======== Stored data ========
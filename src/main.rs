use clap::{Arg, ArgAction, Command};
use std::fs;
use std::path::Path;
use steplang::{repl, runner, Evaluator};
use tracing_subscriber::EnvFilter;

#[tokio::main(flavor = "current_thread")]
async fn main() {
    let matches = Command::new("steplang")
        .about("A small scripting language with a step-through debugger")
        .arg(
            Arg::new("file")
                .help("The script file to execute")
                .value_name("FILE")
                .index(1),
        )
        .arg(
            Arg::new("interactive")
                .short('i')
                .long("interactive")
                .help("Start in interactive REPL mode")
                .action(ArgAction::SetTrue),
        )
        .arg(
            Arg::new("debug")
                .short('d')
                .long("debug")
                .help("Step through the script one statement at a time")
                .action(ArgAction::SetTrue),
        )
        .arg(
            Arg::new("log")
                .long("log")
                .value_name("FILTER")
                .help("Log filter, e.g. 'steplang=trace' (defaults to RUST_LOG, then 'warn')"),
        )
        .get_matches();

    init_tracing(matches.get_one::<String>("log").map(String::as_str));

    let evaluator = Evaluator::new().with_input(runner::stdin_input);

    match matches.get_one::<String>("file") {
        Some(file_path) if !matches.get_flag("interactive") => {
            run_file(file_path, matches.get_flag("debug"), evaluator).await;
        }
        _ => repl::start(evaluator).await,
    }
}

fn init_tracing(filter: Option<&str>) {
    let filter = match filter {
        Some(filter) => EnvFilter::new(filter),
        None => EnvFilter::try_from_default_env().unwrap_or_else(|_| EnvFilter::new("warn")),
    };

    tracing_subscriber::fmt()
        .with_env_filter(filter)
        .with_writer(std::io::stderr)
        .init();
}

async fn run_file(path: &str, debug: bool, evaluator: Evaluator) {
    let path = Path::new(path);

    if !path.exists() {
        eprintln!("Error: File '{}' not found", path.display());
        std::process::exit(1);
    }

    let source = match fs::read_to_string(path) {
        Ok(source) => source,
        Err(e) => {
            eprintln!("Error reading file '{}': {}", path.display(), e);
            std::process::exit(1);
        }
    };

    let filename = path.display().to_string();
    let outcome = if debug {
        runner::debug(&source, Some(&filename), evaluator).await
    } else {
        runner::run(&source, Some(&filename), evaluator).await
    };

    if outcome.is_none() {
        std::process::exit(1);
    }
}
========
======== Stored data ========
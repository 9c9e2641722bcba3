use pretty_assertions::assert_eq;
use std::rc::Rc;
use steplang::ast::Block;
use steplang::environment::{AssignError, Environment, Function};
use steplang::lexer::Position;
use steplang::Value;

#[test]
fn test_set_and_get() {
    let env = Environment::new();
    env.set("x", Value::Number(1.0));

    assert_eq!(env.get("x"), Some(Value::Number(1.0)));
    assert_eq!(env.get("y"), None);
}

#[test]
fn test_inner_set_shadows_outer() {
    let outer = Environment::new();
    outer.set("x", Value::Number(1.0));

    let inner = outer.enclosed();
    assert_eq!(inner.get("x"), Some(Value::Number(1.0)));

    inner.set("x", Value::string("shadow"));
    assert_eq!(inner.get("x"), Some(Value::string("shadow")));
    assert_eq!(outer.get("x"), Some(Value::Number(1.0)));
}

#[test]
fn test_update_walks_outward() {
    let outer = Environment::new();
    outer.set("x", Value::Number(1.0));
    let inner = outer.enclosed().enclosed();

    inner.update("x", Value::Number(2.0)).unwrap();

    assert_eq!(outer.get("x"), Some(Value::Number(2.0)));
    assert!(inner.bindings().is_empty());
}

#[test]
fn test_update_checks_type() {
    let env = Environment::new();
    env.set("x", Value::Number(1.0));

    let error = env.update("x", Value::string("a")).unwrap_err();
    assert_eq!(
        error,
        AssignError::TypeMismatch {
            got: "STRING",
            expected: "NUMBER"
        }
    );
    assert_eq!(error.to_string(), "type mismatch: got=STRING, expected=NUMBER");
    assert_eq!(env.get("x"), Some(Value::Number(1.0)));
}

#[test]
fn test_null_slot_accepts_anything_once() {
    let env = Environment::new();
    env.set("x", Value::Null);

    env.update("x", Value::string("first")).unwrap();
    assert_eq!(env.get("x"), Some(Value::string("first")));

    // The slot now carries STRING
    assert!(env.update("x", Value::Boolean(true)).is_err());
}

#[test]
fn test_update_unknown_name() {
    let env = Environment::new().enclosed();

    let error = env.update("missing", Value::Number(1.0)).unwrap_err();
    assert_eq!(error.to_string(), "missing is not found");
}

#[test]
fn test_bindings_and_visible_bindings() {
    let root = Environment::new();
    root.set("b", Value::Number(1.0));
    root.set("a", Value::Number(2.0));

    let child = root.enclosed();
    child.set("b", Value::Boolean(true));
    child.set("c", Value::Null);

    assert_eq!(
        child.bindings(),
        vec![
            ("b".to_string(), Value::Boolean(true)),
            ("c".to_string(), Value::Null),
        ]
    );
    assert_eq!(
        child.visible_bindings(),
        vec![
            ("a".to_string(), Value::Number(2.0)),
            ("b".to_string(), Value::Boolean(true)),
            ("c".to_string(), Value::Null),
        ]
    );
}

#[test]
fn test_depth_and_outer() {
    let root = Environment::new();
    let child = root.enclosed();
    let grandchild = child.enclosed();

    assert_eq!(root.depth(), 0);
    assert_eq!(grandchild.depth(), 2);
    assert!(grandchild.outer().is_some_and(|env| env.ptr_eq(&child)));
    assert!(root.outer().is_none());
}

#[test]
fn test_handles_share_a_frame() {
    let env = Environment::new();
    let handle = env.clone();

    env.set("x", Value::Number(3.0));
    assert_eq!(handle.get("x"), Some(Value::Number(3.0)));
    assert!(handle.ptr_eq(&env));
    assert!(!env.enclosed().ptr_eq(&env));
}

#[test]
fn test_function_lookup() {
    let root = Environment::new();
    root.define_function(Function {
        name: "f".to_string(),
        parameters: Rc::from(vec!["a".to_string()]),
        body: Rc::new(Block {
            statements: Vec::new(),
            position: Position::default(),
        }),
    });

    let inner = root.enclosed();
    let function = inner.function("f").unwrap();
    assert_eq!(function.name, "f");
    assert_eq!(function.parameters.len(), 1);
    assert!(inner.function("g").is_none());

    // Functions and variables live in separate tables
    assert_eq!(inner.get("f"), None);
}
========
======== Stored data ========
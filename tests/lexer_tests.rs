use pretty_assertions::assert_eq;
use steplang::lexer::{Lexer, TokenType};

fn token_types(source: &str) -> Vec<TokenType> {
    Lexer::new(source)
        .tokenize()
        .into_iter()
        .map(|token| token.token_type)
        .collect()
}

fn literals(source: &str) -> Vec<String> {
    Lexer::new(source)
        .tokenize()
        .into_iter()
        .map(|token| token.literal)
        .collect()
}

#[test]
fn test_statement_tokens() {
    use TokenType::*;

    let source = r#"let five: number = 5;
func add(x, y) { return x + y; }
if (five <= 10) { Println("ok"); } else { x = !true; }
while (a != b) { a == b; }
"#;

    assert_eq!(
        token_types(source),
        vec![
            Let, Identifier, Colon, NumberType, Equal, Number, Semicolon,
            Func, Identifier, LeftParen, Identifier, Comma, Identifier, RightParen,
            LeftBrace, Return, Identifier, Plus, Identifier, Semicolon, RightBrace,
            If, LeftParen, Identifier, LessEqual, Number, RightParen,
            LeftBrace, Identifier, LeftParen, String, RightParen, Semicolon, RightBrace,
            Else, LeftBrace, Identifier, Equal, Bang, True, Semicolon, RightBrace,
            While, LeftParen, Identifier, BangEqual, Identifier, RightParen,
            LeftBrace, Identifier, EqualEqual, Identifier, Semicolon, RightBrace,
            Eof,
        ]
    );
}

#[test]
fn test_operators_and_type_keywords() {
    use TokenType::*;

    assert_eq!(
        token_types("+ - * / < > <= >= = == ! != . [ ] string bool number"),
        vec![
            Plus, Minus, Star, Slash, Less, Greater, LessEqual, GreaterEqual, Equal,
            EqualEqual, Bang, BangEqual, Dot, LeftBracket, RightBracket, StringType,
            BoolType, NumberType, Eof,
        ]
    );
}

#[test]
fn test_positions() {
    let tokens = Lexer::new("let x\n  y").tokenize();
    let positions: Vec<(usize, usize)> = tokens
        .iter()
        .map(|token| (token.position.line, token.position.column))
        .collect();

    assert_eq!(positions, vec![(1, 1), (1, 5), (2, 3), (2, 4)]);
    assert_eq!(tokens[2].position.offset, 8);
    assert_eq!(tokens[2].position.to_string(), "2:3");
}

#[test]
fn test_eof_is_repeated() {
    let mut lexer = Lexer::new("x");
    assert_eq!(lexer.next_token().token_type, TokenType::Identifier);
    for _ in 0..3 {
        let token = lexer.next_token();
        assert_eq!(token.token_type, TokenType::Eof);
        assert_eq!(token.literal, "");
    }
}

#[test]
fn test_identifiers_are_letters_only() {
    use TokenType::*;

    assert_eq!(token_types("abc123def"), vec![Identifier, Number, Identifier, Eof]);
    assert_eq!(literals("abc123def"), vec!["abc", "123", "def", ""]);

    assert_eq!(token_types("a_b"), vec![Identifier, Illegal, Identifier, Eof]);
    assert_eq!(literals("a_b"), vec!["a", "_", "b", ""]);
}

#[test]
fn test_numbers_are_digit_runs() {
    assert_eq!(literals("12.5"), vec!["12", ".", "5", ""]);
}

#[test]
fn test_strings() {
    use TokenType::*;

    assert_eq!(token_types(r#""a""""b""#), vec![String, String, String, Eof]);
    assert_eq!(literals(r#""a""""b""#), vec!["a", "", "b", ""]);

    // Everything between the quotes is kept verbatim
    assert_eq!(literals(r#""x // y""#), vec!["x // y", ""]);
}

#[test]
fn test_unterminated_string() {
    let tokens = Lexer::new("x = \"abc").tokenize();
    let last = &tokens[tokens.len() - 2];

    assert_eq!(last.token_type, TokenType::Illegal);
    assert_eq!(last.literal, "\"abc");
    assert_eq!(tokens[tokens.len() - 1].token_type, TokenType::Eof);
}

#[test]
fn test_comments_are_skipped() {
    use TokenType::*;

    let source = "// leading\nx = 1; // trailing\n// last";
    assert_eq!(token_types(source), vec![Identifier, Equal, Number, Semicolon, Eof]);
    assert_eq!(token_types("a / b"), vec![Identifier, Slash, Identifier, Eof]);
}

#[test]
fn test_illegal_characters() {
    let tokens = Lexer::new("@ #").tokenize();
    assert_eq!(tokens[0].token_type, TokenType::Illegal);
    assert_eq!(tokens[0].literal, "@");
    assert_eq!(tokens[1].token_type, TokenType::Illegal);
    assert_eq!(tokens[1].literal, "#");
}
========
→ **What you have to do**
Show the lines above with "interactive".

→ **Result of the task**
            Arg::new("interactive")
                .long("interactive")
                .help("Start in interactive REPL mode")
        Some(file_path) if !matches.get_flag("interactive") => {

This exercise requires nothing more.